▶ **The task**: Look through the records below for the line with "filename crates/mango-frame/src/frame.rs" and the line with "pub type Row", then return those lines and all lines between, exactly.

Records to use Block Start

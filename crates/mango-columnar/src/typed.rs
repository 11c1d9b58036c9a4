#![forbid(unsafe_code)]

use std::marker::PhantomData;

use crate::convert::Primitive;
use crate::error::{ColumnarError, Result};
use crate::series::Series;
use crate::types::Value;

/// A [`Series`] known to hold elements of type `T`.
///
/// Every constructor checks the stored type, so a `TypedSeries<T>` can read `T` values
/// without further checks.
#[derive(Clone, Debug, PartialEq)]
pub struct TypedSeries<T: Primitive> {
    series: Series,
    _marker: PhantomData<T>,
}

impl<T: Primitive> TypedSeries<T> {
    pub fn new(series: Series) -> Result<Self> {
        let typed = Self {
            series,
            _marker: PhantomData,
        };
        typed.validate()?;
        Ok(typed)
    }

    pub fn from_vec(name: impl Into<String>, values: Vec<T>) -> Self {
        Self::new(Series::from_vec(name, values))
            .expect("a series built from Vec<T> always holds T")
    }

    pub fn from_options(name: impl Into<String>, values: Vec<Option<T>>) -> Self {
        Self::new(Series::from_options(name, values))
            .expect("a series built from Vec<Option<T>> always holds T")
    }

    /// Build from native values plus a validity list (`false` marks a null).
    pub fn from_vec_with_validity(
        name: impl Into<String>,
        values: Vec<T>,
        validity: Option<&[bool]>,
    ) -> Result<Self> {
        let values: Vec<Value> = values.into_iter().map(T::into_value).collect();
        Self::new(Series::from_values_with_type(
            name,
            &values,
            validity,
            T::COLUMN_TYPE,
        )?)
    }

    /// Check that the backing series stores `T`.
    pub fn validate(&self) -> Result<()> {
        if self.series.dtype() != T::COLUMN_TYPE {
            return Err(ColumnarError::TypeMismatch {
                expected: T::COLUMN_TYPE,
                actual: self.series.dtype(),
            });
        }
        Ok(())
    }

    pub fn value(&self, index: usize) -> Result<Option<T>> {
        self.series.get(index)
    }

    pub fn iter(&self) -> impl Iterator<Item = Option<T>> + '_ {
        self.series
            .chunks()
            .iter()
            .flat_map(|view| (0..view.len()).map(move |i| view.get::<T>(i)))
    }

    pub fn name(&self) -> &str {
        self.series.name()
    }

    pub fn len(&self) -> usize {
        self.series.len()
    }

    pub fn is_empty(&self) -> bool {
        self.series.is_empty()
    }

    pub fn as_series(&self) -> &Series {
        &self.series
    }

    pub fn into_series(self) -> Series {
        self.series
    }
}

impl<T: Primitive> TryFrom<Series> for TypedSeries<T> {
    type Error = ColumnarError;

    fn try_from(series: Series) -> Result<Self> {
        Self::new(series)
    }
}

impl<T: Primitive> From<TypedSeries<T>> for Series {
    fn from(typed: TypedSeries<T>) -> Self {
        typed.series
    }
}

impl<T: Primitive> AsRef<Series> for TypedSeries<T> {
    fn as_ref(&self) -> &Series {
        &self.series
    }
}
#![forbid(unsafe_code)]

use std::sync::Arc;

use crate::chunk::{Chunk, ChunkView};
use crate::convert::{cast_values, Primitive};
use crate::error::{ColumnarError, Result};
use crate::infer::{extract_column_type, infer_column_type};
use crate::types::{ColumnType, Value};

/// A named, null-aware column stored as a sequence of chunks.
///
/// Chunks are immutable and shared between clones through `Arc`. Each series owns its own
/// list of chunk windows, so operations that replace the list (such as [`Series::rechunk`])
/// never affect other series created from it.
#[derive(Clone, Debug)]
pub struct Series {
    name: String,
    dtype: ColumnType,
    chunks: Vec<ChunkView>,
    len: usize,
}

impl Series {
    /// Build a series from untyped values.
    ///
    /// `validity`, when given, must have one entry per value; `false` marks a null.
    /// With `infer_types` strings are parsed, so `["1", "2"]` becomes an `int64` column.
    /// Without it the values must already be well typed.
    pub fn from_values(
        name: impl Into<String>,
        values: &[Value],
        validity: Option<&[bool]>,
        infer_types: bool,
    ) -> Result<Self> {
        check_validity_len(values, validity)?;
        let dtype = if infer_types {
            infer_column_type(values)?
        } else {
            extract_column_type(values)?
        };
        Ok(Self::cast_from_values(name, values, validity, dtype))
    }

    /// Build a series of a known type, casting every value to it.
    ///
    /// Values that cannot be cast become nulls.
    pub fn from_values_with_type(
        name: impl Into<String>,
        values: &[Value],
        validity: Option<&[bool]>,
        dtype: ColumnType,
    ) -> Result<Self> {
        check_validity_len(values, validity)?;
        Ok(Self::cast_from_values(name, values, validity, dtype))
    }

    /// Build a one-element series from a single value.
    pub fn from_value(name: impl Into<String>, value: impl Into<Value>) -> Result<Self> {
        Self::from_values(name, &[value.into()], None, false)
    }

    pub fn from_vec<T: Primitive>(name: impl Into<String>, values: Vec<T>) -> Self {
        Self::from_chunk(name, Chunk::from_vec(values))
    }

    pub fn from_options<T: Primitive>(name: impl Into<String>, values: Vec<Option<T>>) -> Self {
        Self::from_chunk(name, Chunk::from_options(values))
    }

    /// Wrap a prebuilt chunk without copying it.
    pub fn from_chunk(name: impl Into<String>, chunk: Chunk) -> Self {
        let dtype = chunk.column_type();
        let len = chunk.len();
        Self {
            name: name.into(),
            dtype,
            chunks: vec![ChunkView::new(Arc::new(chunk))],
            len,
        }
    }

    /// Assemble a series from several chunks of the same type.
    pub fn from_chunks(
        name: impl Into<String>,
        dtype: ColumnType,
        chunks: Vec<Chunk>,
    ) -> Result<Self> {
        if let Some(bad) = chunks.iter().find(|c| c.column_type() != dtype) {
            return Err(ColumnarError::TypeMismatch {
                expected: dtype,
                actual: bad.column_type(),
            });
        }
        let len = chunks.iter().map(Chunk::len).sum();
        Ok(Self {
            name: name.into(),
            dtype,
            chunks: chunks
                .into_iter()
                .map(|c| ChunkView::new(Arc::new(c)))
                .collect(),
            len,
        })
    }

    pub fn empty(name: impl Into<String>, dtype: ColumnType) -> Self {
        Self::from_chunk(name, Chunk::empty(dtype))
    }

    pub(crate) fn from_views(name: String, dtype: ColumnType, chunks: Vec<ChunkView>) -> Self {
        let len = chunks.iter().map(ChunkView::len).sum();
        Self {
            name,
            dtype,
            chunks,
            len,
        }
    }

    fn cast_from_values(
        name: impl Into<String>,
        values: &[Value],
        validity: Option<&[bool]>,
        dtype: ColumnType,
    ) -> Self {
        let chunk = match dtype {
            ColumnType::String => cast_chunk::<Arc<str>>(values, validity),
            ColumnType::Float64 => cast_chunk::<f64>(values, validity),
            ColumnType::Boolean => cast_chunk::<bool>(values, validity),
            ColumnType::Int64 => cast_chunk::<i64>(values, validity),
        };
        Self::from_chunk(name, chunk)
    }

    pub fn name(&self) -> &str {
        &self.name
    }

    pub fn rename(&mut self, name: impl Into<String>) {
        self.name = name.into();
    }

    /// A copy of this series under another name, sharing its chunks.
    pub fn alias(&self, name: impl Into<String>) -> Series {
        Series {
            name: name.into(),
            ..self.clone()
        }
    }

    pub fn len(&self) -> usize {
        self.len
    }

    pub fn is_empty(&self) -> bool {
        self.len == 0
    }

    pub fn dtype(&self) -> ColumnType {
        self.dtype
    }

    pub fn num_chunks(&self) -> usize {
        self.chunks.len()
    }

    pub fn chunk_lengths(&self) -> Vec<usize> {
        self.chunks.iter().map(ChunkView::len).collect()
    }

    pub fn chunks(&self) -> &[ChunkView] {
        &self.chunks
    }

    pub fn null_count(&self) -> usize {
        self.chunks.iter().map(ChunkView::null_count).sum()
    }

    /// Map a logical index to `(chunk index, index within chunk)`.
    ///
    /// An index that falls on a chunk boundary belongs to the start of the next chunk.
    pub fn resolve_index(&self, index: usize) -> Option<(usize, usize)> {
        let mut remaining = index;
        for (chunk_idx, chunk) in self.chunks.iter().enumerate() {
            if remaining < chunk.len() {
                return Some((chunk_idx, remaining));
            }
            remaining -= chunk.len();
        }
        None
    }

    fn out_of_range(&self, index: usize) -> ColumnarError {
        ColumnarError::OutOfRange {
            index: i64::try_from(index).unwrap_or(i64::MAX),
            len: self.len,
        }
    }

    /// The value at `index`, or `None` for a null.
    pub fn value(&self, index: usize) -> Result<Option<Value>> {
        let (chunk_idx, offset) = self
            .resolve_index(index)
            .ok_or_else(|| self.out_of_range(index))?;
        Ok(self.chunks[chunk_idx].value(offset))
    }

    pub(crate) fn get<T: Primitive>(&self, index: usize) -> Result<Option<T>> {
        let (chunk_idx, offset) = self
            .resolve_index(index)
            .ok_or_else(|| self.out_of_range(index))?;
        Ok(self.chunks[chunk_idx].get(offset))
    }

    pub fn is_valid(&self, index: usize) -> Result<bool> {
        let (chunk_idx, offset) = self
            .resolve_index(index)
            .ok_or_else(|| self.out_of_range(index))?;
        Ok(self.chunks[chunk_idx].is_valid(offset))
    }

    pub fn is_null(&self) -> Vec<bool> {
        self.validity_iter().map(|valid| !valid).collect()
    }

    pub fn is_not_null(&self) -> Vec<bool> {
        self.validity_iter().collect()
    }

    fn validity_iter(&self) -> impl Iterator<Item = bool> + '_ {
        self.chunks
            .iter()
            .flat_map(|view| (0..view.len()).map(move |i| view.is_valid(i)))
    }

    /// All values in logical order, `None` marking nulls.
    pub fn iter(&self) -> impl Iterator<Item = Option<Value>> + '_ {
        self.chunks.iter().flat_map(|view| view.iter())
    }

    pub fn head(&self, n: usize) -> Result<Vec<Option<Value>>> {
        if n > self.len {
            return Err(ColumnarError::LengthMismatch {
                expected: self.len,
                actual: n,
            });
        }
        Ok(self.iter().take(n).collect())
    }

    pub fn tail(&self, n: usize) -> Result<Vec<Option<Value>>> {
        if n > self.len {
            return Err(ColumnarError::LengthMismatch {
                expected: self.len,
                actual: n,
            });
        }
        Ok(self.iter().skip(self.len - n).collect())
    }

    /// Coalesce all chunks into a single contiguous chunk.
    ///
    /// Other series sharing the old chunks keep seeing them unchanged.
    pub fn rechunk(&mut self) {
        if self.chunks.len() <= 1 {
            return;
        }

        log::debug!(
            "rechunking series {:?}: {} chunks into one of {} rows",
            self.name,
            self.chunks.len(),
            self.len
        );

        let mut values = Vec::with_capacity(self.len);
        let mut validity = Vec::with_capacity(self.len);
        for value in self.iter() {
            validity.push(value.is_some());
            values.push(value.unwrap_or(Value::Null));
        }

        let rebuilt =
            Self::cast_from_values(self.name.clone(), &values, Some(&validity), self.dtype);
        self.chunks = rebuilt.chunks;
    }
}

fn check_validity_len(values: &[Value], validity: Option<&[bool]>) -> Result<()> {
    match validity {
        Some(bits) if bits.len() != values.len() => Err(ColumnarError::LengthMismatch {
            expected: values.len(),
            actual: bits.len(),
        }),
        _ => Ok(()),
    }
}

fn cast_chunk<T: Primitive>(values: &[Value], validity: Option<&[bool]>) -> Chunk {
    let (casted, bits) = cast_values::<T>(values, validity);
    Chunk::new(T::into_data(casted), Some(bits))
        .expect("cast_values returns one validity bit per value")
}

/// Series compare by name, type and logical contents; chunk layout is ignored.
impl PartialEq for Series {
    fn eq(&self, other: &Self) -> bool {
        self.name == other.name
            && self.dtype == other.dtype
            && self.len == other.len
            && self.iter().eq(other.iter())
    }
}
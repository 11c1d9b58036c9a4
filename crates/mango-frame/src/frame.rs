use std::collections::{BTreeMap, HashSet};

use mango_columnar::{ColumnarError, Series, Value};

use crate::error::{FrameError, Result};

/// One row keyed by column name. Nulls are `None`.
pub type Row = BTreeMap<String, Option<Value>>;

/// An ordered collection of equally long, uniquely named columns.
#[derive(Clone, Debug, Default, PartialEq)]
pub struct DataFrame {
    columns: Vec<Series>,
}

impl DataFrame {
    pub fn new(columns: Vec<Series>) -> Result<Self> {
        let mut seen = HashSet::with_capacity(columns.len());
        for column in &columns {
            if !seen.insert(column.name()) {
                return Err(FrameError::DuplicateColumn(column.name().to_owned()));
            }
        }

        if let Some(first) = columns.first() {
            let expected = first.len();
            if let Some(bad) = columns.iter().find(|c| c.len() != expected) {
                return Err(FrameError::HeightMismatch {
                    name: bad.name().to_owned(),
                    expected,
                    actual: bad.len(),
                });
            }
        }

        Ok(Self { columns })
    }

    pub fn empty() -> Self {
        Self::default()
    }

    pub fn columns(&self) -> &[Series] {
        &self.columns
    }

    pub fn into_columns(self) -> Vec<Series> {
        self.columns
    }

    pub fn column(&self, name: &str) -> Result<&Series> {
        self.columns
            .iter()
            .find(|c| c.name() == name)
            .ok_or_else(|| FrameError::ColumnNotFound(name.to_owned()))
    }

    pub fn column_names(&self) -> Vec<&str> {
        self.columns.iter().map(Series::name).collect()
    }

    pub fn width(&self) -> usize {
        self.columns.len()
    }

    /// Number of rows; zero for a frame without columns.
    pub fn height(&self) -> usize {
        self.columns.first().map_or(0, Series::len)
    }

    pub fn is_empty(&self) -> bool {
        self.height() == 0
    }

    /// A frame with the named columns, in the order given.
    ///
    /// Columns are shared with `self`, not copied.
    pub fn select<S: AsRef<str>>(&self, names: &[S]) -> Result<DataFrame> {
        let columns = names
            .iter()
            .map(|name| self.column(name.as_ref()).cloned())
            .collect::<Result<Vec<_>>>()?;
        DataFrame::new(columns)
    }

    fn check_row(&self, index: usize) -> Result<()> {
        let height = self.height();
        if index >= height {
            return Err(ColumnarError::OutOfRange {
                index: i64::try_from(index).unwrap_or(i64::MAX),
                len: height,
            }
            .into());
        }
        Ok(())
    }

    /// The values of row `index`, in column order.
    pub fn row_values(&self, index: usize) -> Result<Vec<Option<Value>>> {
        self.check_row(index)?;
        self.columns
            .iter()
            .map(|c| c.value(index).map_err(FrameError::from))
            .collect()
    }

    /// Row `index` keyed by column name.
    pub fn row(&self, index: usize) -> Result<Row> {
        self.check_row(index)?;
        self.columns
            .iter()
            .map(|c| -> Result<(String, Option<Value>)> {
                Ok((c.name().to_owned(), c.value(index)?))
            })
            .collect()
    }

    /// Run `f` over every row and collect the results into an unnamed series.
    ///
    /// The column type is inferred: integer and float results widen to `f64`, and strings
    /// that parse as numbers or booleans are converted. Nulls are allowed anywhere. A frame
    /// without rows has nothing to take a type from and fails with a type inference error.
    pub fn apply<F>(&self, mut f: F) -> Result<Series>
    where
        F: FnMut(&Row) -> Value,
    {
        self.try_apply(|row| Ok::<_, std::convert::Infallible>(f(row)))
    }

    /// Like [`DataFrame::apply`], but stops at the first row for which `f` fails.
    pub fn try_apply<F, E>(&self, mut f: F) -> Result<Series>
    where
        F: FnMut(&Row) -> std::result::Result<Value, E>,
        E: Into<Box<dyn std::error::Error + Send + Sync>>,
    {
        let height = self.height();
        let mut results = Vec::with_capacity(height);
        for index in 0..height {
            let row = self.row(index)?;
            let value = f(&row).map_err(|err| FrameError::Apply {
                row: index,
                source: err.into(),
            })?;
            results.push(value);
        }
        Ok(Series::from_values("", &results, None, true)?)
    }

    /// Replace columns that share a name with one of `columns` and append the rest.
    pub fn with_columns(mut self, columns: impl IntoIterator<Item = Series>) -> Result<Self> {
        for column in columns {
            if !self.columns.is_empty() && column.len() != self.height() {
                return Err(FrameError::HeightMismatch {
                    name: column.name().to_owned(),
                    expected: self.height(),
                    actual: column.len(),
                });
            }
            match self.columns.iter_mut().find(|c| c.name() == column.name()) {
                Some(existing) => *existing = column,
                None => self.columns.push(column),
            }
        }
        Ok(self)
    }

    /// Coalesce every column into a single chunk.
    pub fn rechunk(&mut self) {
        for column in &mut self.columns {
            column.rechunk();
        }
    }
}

Records to use Block End

▶ **Task solution**:
filename crates/mango-frame/src/frame.rs
use std::collections::{BTreeMap, HashSet};

use mango_columnar::{ColumnarError, Series, Value};

use crate::error::{FrameError, Result};

/// One row keyed by column name. Nulls are `None`.
pub type Row = BTreeMap<String, Option<Value>>;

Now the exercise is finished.